Come atteso da tutti, lo spinoso tema del rifiuto del vaccino è stato affrontato, prima ancora che in Parlamento, davanti al Giudice.
Precisamente, il Tribunale di Belluno.
Contrariamente a quanto si possa pensare (e a quanto è dato comprendere dalle modalità con cui è stata data la notizia), non si è trattato di una pronuncia sull’obbligo di vaccinazione da parte del datore di lavoro, né sulle conseguenze definitive del rifiuto al vaccino da parte dei lavoratori.
La pronuncia ha statuito che è lecita l’imposizione di ferie al lavoratore che rifiuta il vaccino.
Vediamo la vicenda nel dettaglio.
10 lavoratori di due RSA, con mansioni operative (infermieri e OSS), si sono rifiutati di ricevere il vaccino anti-Covid, offerto loro in quanto categoria più a rischio.
Il datore di lavoro, a fronte di tale rifiuto, ha imposto loro la fruizione di ferie forzate, per evitare il contatto con i pazienti ricoverati.
I dipendenti hanno agito con ricorso d’urgenza avanti il Giudice del Lavoro di Belluno, chiedendo di essere riammessi in servizio.
Il Giudice ha respinto la loro domanda sulla base dei due seguenti ordini di motivi.
Il comportamento del datore di lavoro è stato ritenuto legittimo, in quanto misura di tutela per i lavoratori.
Costituendo il vaccino notoriamente misura idonea a tutelare l’integrità fisica degli individui cui è somministrato, prevenendo l’evoluzione della malattia, soprattutto per i lavoratori (come i ricorrenti) esposti al contagio, la loro permanenza in servizio costituirebbe violazione dell’obbligo di cui all’art. 2087 c.c., il quale impone al datore di lavoro di adottare tutte le misure necessarie a tutelare l’integrità fisica dei suoi dipendenti.
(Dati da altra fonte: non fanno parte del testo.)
use anyhow::Context;
use async_trait::async_trait;
use aws_sdk_s3::{
    config::{Credentials, Region},
    primitives::ByteStream,
    Client,
};
use tokio::io::{AsyncRead, AsyncReadExt, AsyncWrite};
use tracing::{debug, info, instrument};

use super::config::StorageConfig;
use super::{ObjectStorage, StorageError, StorageOperation};

const CONTENT_TYPE_OCTET_STREAM: &str = "application/octet-stream";

/// S3 / MinIO backend
#[derive(Clone)]
pub struct S3Storage {
    client: Client,
}

impl S3Storage {
    pub fn new(config: StorageConfig) -> Self {
        debug!(?config, "Initializing S3 storage");

        let credentials = Credentials::new(
            &config.access_key,
            &config.secret_key,
            None,
            None,
            "chunkflow-storage",
        );

        let mut builder = aws_sdk_s3::Config::builder()
            .credentials_provider(credentials)
            .region(Region::new(config.region.clone()))
            .force_path_style(config.path_style);

        if let Some(endpoint) = &config.endpoint {
            builder = builder.endpoint_url(endpoint);
        }

        Self {
            client: Client::from_conf(builder.build()),
        }
    }

    /// Create `bucket` unless it already exists
    #[instrument(skip(self))]
    pub async fn ensure_bucket(&self, bucket: &str) -> anyhow::Result<()> {
        if self.client.head_bucket().bucket(bucket).send().await.is_ok() {
            return Ok(());
        }

        self.client
            .create_bucket()
            .bucket(bucket)
            .send()
            .await
            .with_context(|| format!("Failed to create bucket {bucket}"))?;

        info!(bucket, "Created bucket");
        Ok(())
    }
}

#[async_trait]
impl ObjectStorage for S3Storage {
    #[instrument(skip(self, data))]
    async fn store(
        &self,
        bucket: &str,
        key: &str,
        data: &mut (dyn AsyncRead + Unpin + Send),
    ) -> Result<u64, StorageError> {
        let fail = |e: anyhow::Error| StorageError::new(StorageOperation::Store, bucket, key, e);

        let mut buffer = Vec::new();
        data.read_to_end(&mut buffer)
            .await
            .context("Failed to read upload source")
            .map_err(fail)?;
        let size = buffer.len() as u64;

        debug!("Uploading {} bytes to s3://{}/{}", size, bucket, key);

        self.client
            .put_object()
            .bucket(bucket)
            .key(key)
            .content_type(CONTENT_TYPE_OCTET_STREAM)
            .body(ByteStream::from(buffer))
            .send()
            .await
            .context("Failed to upload to S3")
            .map_err(fail)?;

        info!(bucket, key, size, "Stored object");
        Ok(size)
    }

    #[instrument(skip(self, out))]
    async fn extract(
        &self,
        bucket: &str,
        key: &str,
        out: &mut (dyn AsyncWrite + Unpin + Send),
    ) -> Result<u64, StorageError> {
        let fail = |e: anyhow::Error| StorageError::new(StorageOperation::Extract, bucket, key, e);

        let response = self
            .client
            .get_object()
            .bucket(bucket)
            .key(key)
            .send()
            .await
            .context("Failed to download from S3")
            .map_err(fail)?;

        let mut body = response.body.into_async_read();
        let copied = tokio::io::copy(&mut body, out)
            .await
            .context("Failed to read S3 response body")
            .map_err(fail)?;

        debug!("Extracted {} bytes from s3://{}/{}", copied, bucket, key);
        Ok(copied)
    }
}
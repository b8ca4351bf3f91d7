use async_trait::async_trait;
use chrono::{DateTime, Utc};
use chunkflow_common::checksum::verify_file_checksum;
use chunkflow_common::types::ChecksumAlgorithm;
use std::path::{Path, PathBuf};
use std::time::Duration;
use tokio::io::{AsyncRead, AsyncWriteExt};
use tracing::{debug, info, instrument, warn};

use super::{checked_file_name, slice_dir};
use crate::config::{MAX_SLICE_COUNT, PROGRESS_UNIT_LIGHT};
use crate::fingerprint::Fingerprint;
use crate::workflow::{
    default_cleanup, keys, FileStatus, ParamType, StageError, StagePhase, TempFile, WorkflowContext,
    WorkflowStage,
};

pub const OPERATION_NAME: &str = "upload-slice";

const MISSING_REPORT_LIMIT: usize = 16;

const REQUIRED: &[(&str, ParamType)] = &[
    (keys::UPLOAD_ID, ParamType::Text),
    (keys::FINGERPRINT, ParamType::Fingerprint),
    (keys::SLICE_DIR, ParamType::Text),
    (keys::SLICE_COUNT, ParamType::Integer),
    (keys::LAST_ACTIVE_AT, ParamType::Timestamp),
];

/// Everything the upload stage needs to know about a new job
#[derive(Debug, Clone)]
pub struct UploadRequest {
    pub upload_id: String,
    pub fingerprint: Fingerprint,
    pub file_name: String,
    pub slice_count: u64,
    /// Scratch directory owned by this job
    pub slice_dir: PathBuf,
}

impl UploadRequest {
    /// Seed a fresh context with this request.
    ///
    /// The file name is reduced to its last path component. Nothing is
    /// written to the context when the name or slice count is rejected.
    pub fn apply(self, ctx: &WorkflowContext) -> Result<(), StageError> {
        let file_name = checked_file_name(&self.file_name)?;
        let slice_count = checked_slice_count(self.slice_count)?;

        ctx.set(keys::UPLOAD_ID, self.upload_id);
        ctx.set(keys::FINGERPRINT, self.fingerprint);
        ctx.set(keys::FILE_NAME, file_name);
        ctx.set(keys::SLICE_COUNT, slice_count);
        ctx.set(keys::SLICE_DIR, self.slice_dir.to_string_lossy().into_owned());
        ctx.set(keys::LAST_ACTIVE_AT, Utc::now());
        Ok(())
    }
}

fn checked_slice_count(count: u64) -> Result<i64, StageError> {
    if count > MAX_SLICE_COUNT {
        return Err(StageError::invalid_parameter(
            keys::SLICE_COUNT,
            format!("{count} exceeds the limit of {MAX_SLICE_COUNT} slices"),
        ));
    }
    i64::try_from(count).map_err(|_| {
        StageError::invalid_parameter(keys::SLICE_COUNT, format!("{count} is out of range"))
    })
}

/// Receives client slices into the job's slice directory.
///
/// Slices arrive through [`accept_slice`](Self::accept_slice) across many
/// client round trips; `execute` runs once the client says it is done and
/// checks that nothing is missing.
#[derive(Debug, Clone)]
pub struct SliceUploadStage {
    timeout: Duration,
}

impl SliceUploadStage {
    pub fn new(timeout: Duration) -> Self {
        Self { timeout }
    }

    /// Receive slice `index`.
    ///
    /// The body is spooled to a `.part` file registered for cleanup, checked
    /// against `checksum` when one is given, then promoted to its final
    /// `.slice` name.
    #[instrument(skip(self, ctx, data, checksum), fields(job_id = %ctx.job_id()))]
    pub async fn accept_slice(
        &self,
        ctx: &WorkflowContext,
        index: u64,
        data: &mut (dyn AsyncRead + Unpin + Send),
        checksum: Option<&str>,
    ) -> Result<TempFile, StageError> {
        let status = ctx.status();
        if status != FileStatus::UploadingSlice {
            return Err(StageError::Other(anyhow::anyhow!(
                "job is not accepting slices (status {status})"
            )));
        }

        let count = slice_count(ctx)?;
        if index >= count {
            return Err(StageError::Incomplete(format!(
                "slice {index} is out of range, upload has {count} slices"
            )));
        }

        let dir = slice_dir(ctx)?;
        tokio::fs::create_dir_all(&dir).await?;

        let part = TempFile::new(dir.join(format!("{index:06}.part")));
        ctx.add_cleanup_files([part.clone()]);

        let mut file = tokio::fs::File::create(part.path()).await?;
        let written = tokio::io::copy(data, &mut file).await?;
        file.flush().await?;
        drop(file);

        if let Some(expected) = checksum {
            let path = part.path().to_path_buf();
            let expected = expected.to_string();
            tokio::task::spawn_blocking(move || {
                verify_file_checksum(path, &expected, ChecksumAlgorithm::Sha256)
            })
            .await
            .map_err(anyhow::Error::from)??;
        }

        let slice = slice_path(&dir, index);
        tokio::fs::rename(part.path(), &slice).await?;

        ctx.set(keys::LAST_ACTIVE_AT, Utc::now());
        let received = ctx.insert_index(keys::RECEIVED_SLICES, index);
        ctx.set_progress(count * PROGRESS_UNIT_LIGHT, received * PROGRESS_UNIT_LIGHT);

        debug!(index, written, received, count, "Accepted slice");
        Ok(TempFile::new(slice))
    }
}

impl Default for SliceUploadStage {
    fn default() -> Self {
        Self::new(Duration::from_secs(crate::config::DEFAULT_UPLOAD_TIMEOUT_SECS))
    }
}

fn slice_count(ctx: &WorkflowContext) -> Result<u64, StageError> {
    let count = ctx.require_integer(keys::SLICE_COUNT)?;
    match u64::try_from(count) {
        Ok(count) if count <= MAX_SLICE_COUNT => Ok(count),
        _ => Err(StageError::invalid_parameter(
            keys::SLICE_COUNT,
            format!("{count} is not between 0 and {MAX_SLICE_COUNT}"),
        )),
    }
}

fn slice_path(dir: &Path, index: u64) -> PathBuf {
    dir.join(format!("{index:06}.slice"))
}

#[async_trait]
impl WorkflowStage for SliceUploadStage {
    fn operation_name(&self) -> &str {
        OPERATION_NAME
    }

    fn phase(&self) -> StagePhase {
        StagePhase::Upload
    }

    fn required_parameters(&self) -> &[(&'static str, ParamType)] {
        REQUIRED
    }

    async fn execute(&self, ctx: &WorkflowContext) -> Result<(), StageError> {
        let count = slice_count(ctx)?;
        if count == 0 {
            return Err(StageError::Incomplete("upload has no slices".to_string()));
        }

        let dir = slice_dir(ctx)?;
        let received = ctx.indices(keys::RECEIVED_SLICES);
        if received.len() as u64 != count {
            let missing: Vec<u64> = (0..count)
                .filter(|i| !received.contains(i))
                .take(MISSING_REPORT_LIMIT)
                .collect();
            return Err(StageError::Incomplete(format!(
                "{} of {count} slices missing, first {missing:?}",
                count.saturating_sub(received.len() as u64)
            )));
        }

        let slices: Vec<TempFile> = (0..count).map(|i| TempFile::new(slice_path(&dir, i))).collect();
        ctx.set_progress(count * PROGRESS_UNIT_LIGHT, count * PROGRESS_UNIT_LIGHT);
        ctx.set_files(slices);

        info!(job_id = %ctx.job_id(), count, "All slices received");
        Ok(())
    }

    /// A cancelled or failed upload also drops every received slice
    async fn cleanup(&self, ctx: &WorkflowContext, was_success: bool) -> Result<(), StageError> {
        default_cleanup(ctx)?;

        if !was_success {
            if let Ok(dir) = slice_dir(ctx) {
                warn!(job_id = %ctx.job_id(), dir = %dir.display(), "Discarding received slices");
                ctx.set_files(Vec::new());
                ctx.remove(keys::RECEIVED_SLICES);
                ctx.add_cleanup_files([TempFile::new(dir)]);
                default_cleanup(ctx)?;
            }
        }

        Ok(())
    }

    fn should_check_timeout(&self, ctx: &WorkflowContext, _now: DateTime<Utc>) -> bool {
        ctx.timestamp(keys::LAST_ACTIVE_AT).is_some()
    }

    fn is_timed_out(&self, ctx: &WorkflowContext, now: DateTime<Utc>) -> bool {
        let Some(last_active) = ctx.timestamp(keys::LAST_ACTIVE_AT) else {
            return false;
        };
        let Ok(timeout) = chrono::Duration::from_std(self.timeout) else {
            return false;
        };
        now - last_active > timeout
    }
}
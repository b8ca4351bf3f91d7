//! Workflow orchestration core
//!
//! - [`context`]: the per-job store shared by all stages
//! - [`stage`]: the contract every pipeline stage implements
//! - [`status`]: the file status state machine
//! - [`orchestrator`]: drives a job through the configured stages

pub mod context;
pub mod error;
pub mod orchestrator;
pub mod params;
pub mod registry;
pub mod stage;
pub mod status;
pub mod temp_file;

pub use context::{ContextSnapshot, Progress, WorkflowContext};
pub use error::{StageError, WorkflowError};
pub use orchestrator::WorkflowOrchestrator;
pub use params::{keys, ParamType, ParamValue};
pub use registry::StageRegistry;
pub use stage::{default_cleanup, WorkflowStage};
pub use status::{FileStatus, StagePhase, TransitionError};
pub use temp_file::TempFile;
L’imposizione di ferie forzate non lede alcun diritto dei lavoratori.
A norma dell’art. 2103 cc, il datore di lavoro può stabilire anche unilateralmente il periodo di ferie, se l’esigenza sorge per rispettare quanto previsto dall’art. 2087 c.c..
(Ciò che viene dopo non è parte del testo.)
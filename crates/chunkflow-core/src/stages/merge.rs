use async_trait::async_trait;
use chunkflow_common::checksum::compute_file_checksum;
use chunkflow_common::types::ChecksumAlgorithm;
use std::io::ErrorKind;
use std::path::PathBuf;
use tokio::io::AsyncWriteExt;
use tracing::{debug, info};

use super::{checked_file_name, slice_dir};
use crate::config::PROGRESS_UNIT_LIGHT;
use crate::workflow::{
    default_cleanup, keys, ParamType, StageError, StagePhase, TempFile, WorkflowContext,
    WorkflowStage,
};

pub const OPERATION_NAME: &str = "merge-slice";

/// Subdirectory of the slice directory owned by the merge stage
const OUTPUT_DIR: &str = "merged";

const REQUIRED: &[(&str, ParamType)] = &[
    (keys::FILES, ParamType::Files),
    (keys::SLICE_DIR, ParamType::Text),
    (keys::FILE_NAME, ParamType::Text),
];

/// Concatenates the uploaded slices, in order, into one file
#[derive(Debug, Clone, Default)]
pub struct SliceMergeStage;

impl SliceMergeStage {
    pub fn new() -> Self {
        Self
    }
}

fn output_dir(ctx: &WorkflowContext) -> Result<PathBuf, StageError> {
    Ok(slice_dir(ctx)?.join(OUTPUT_DIR))
}

fn merged_path(ctx: &WorkflowContext) -> Result<PathBuf, StageError> {
    let name = checked_file_name(&ctx.require_text(keys::FILE_NAME)?)?;
    Ok(output_dir(ctx)?.join(name))
}

#[async_trait]
impl WorkflowStage for SliceMergeStage {
    fn operation_name(&self) -> &str {
        OPERATION_NAME
    }

    fn phase(&self) -> StagePhase {
        StagePhase::Merge
    }

    fn required_parameters(&self) -> &[(&'static str, ParamType)] {
        REQUIRED
    }

    async fn execute(&self, ctx: &WorkflowContext) -> Result<(), StageError> {
        let slices = ctx.files();
        let output = merged_path(ctx)?;

        ctx.add_cleanup_files(slices.iter().cloned());
        ctx.set_progress(slices.len() as u64 * PROGRESS_UNIT_LIGHT, 0);

        if let Some(parent) = output.parent() {
            tokio::fs::create_dir_all(parent).await?;
        }
        let mut merged = tokio::fs::File::create(&output).await?;
        for slice in &slices {
            let mut input = tokio::fs::File::open(slice.path()).await?;
            let copied = tokio::io::copy(&mut input, &mut merged).await?;
            ctx.advance_progress(PROGRESS_UNIT_LIGHT);
            debug!(path = %slice.path().display(), copied, "Merged slice");
        }
        merged.flush().await?;
        drop(merged);

        let path = output.clone();
        let checksum = tokio::task::spawn_blocking(move || {
            compute_file_checksum(path, ChecksumAlgorithm::Sha256)
        })
        .await
        .map_err(anyhow::Error::from)??;

        info!(
            job_id = %ctx.job_id(),
            slices = slices.len(),
            path = %output.display(),
            checksum = %checksum,
            "Slices merged"
        );

        ctx.set(keys::CHECKSUM, checksum);
        ctx.set_files(vec![TempFile::new(output)]);
        Ok(())
    }

    /// A failed merge also removes its partial output
    async fn cleanup(&self, ctx: &WorkflowContext, was_success: bool) -> Result<(), StageError> {
        default_cleanup(ctx)?;

        if !was_success {
            if let Ok(dir) = output_dir(ctx) {
                match TempFile::new(&dir).delete() {
                    Ok(()) => debug!(path = %dir.display(), "Removed partial merge output"),
                    Err(e) if e.kind() == ErrorKind::NotFound => {}
                    Err(source) => return Err(StageError::Cleanup { path: dir, source }),
                }
            }
        }

        Ok(())
    }
}
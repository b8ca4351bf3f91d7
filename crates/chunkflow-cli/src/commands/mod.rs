//! Command implementations

pub mod ingest;
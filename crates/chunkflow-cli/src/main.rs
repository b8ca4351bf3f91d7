//! Chunkflow CLI - Main entry point

use chunkflow_cli::commands::ingest::{self, IngestOptions};
use chunkflow_cli::{Cli, Commands};
use chunkflow_common::logging::{init_logging, LogConfig, LogLevel, LogOutput};
use clap::Parser;
use std::process;
use tracing::error;

#[tokio::main]
async fn main() {
    let cli = Cli::parse();

    let log_config = LogConfig::builder()
        .level(if cli.verbose { LogLevel::Debug } else { LogLevel::Info })
        .output(LogOutput::Console)
        .log_file_prefix("chunkflow-cli")
        .build();

    // Environment variables take precedence
    let log_config = log_config.clone().merge_env().unwrap_or(log_config);

    // The CLI still works without logging
    let _guard = init_logging(&log_config).ok();

    if let Err(e) = execute_command(cli).await {
        error!(error = %e, "Command failed");
        eprintln!("Error: {:#}", e);
        process::exit(1);
    }
}

async fn execute_command(cli: Cli) -> anyhow::Result<()> {
    match cli.command {
        Commands::Ingest {
            path,
            chunk_size,
            bucket,
            work_dir,
            mapper,
            memory,
            json,
        } => {
            let report = ingest::run(IngestOptions {
                path,
                chunk_size,
                bucket,
                work_dir,
                mapper,
                memory,
            })
            .await?;

            if json {
                println!("{}", serde_json::to_string_pretty(&report)?);
                return Ok(());
            }

            println!("job:    {}", report.job_id);
            println!("status: {}", report.status);
            if let Some(checksum) = &report.checksum {
                println!("sha256: {}", checksum);
            }
            for key in &report.stored_keys {
                println!("stored: s3://{}/{}", report.bucket, key);
            }
            Ok(())
        },
    }
}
Non sussiste alcun rischio per i lavoratori di subire una sospensione della retribuzione o un licenziamento, non essendo desumibile in alcun modo un intento aziendale di quel tipo.
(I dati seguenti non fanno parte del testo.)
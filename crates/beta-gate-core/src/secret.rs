//! # Shared Secret
//!
//! Redacting wrapper around the key used to sign and verify credentials.

use std::fmt;

/// Well-known fallback secret used when none is configured.
///
/// Anyone who knows this value can mint credentials. It is accepted outside
/// production with a startup warning and rejected in production.
pub const DEFAULT_SECRET: &str = "beta-gate-dev-secret-change-me";

/// The process-wide credential signing secret.
///
/// `Debug` and `Display` always print `[REDACTED]`; the raw value is only
/// reachable through [`expose_secret`](Self::expose_secret). Not `Clone`:
/// share it behind the `Arc` that holds the whole configuration.
pub struct SharedSecret {
    inner: String,
}

impl SharedSecret {
    /// Wrap a configured secret.
    pub fn new(value: impl Into<String>) -> Self {
        Self {
            inner: value.into(),
        }
    }

    /// The well-known fallback secret.
    pub fn fallback() -> Self {
        Self::new(DEFAULT_SECRET)
    }

    /// Explicitly expose the raw secret bytes for signing or verification.
    pub fn expose_secret(&self) -> &str {
        &self.inner
    }

    /// Whether this is the well-known fallback value.
    pub fn is_default(&self) -> bool {
        self.inner == DEFAULT_SECRET
    }

    pub fn is_empty(&self) -> bool {
        self.inner.is_empty()
    }
}

impl Default for SharedSecret {
    fn default() -> Self {
        Self::fallback()
    }
}

impl fmt::Debug for SharedSecret {
    fn fmt(&self, f: &mut fmt::Formatter<'_>) -> fmt::Result {
        f.write_str("[REDACTED]")
    }
}

impl fmt::Display for SharedSecret {
    fn fmt(&self, f: &mut fmt::Formatter<'_>) -> fmt::Result {
        f.write_str("[REDACTED]")
    }
}

// =============================================================================
// TESTS
// =============================================================================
In sostanza, il Giudice si è limitato ad affermare che il datore di lavoro, in adempimento al dovere di tutela della salute dei propri dipendenti, può inibire loro l’accesso ai locali aziendali, quando da tale situazione possa provenire un rischio concreto per la salute, come nel caso di rifiuto del vaccino.
Nulla ha detto, né poteva dire il Giudice in merito alla legittimità di una sospensione senza retribuzione, perché ipotesi non sussistente nel caso di specie, trattandosi di ferie forzate (e quindi retribuite).
Quindi, certamente si è trattato di una pronuncia significativa e importante, tuttavia non fornisce alcuna soluzione al problema che sicuramente sorgerà quando sarà necessario provvedere in maniera permanente e definitiva alla collocazione di quei lavoratori che rifiutano il vaccino e che operino in situazione di maggior rischio di contagio.
Come già esposto in un precedente articolo, il datore di lavoro non può imporre il vaccino al proprio dipendente, trattandosi di obbligo sanitario che può derivare solo dalla legge.
Vi è però un obbligo in capo al datore di lavoro, che è quello di tutelare la salute dei lavoratori e tale obbligo passa anche attraverso la somministrazione del vaccino, nonché l’allontanamento dal posto di lavoro in caso di rischio per la salute.
In assenza di un intervento legislativo, auspicato e annunciato, spetterà ai giudici di merito pronunciarsi sui singoli casi, con inevitabili contrasti giurisprudenziali e aumento del contenzioso.
Ovviamente, ne daremo conto su queste pagine, sperando di archiviare presto come un brutto ricordo questa pandemia.